Sharp really has no choice.

The Osaka-based company’s cash, accounts receivable, inventory and other assets couldn’t cover its short-term liabilities as of end of June. It’s cash-strapped and in dire need of money, but banks are reluctant to issue new loans because Sharp’s liquid crystal displays, LCD television sets and solar panels businesses are all unprofitable.

Sharp is tapped as one of the suppliers of displays for Apple’s third-generation iPad and has been rumored to be providing sophisticated in-cell display technology for the upcoming iPhone 5, the fact recently confirmed by company officials.

However, Reuters asserted last week that Sharp’s output has taken a hit amid “high costs that have cut into its margins on the screens”.

The Journal’s sources corroborated the supply chain chatter:

On Friday, people familiar with the situation said Sharp, a major component supplier to Apple, hasn’t started shipping the iPhone screens as its mass production has been delayed due to manufacturing difficulties, even though the company had planned to start shipping them by the end of August.

As of Monday, Sharp still hadn’t begun mass-producing the screens.

Foxconn in March announced plans to acquire a ten percent stake in Sharp.
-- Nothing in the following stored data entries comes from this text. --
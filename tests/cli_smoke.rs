//! Behavioural smoke tests for the `hopkube` CLI.

use assert_cmd::cargo::cargo_bin_cmd;
use predicates::str::contains;
use tempfile::TempDir;

const FAKE_BACKEND: &str = "HOPKUBE_FAKE_BACKEND";

#[test]
fn cli_without_arguments_prints_usage() {
    let mut cmd = cargo_bin_cmd!("hopkube");
    cmd.assert().failure().stderr(contains("Usage"));
}

#[test]
fn infras_lists_the_seeded_infra() {
    let mut cmd = cargo_bin_cmd!("hopkube");
    cmd.env(FAKE_BACKEND, "1");
    cmd.arg("infras");

    cmd.assert().success().stdout(contains("\"demo\""));
}

#[test]
fn servers_of_an_empty_infra_is_an_empty_array() {
    let mut cmd = cargo_bin_cmd!("hopkube");
    cmd.env(FAKE_BACKEND, "1");
    cmd.args(["servers", "--infra", "infra-1"]);

    cmd.assert().success().stdout("[]\n");
}

#[test]
fn status_of_an_unknown_server_exits_non_zero() {
    let mut cmd = cargo_bin_cmd!("hopkube");
    cmd.env(FAKE_BACKEND, "1");
    cmd.args(["status", "--server", "ghost"]);

    cmd.assert()
        .failure()
        .code(1)
        .stderr(contains("server ghost not found"));
}

#[test]
fn send_prints_the_response_data() {
    let tmp = TempDir::new().unwrap_or_else(|err| panic!("tempdir: {err}"));
    let path = tmp.path().join("lookup.json");
    std::fs::write(
        &path,
        r#"{"operation": "getInfraById", "payload": {"id": "infra-1"}}"#,
    )
    .unwrap_or_else(|err| panic!("write request: {err}"));

    let mut cmd = cargo_bin_cmd!("hopkube");
    cmd.env(FAKE_BACKEND, "1");
    cmd.arg("send").arg(&path);

    cmd.assert()
        .success()
        .stdout(contains("\"name\": \"demo\""));
}

#[test]
fn missing_endpoint_is_a_configuration_error() {
    let tmp = TempDir::new().unwrap_or_else(|err| panic!("tempdir: {err}"));

    let mut cmd = cargo_bin_cmd!("hopkube");
    cmd.current_dir(tmp.path())
        .env_remove(FAKE_BACKEND)
        .env_remove("HOPKUBE_ENDPOINT")
        .env_remove("HOPKUBE_CONFIG_PATH")
        .env("HOME", tmp.path())
        .env("XDG_CONFIG_HOME", tmp.path());
    cmd.arg("infras");

    cmd.assert()
        .failure()
        .code(1)
        .stderr(contains("configuration error"));
}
As Sharp’s stock price has declined since the announcement to about one-third of March’s 550 yen a share mark amid widening losses, Foxconn officials expressed reluctance to close the deal unless Sharp was willing to re-negotiate the terms of the deal.

Foxconn’s investment in Sharp is seen as both a lifeline of sorts to the ailing company, which runs a sophisticated display plant that has been bleeding money. It’s also viewed by both analysts and competitors as Apple’s way of ensuring supply of thinner, lighter in-cell display panels for iOS devices and possibly a rumored television set.

Is Sharp going to file for bankruptcy or re-imagine itself from the TV set and electronics maker into an Apple supplier?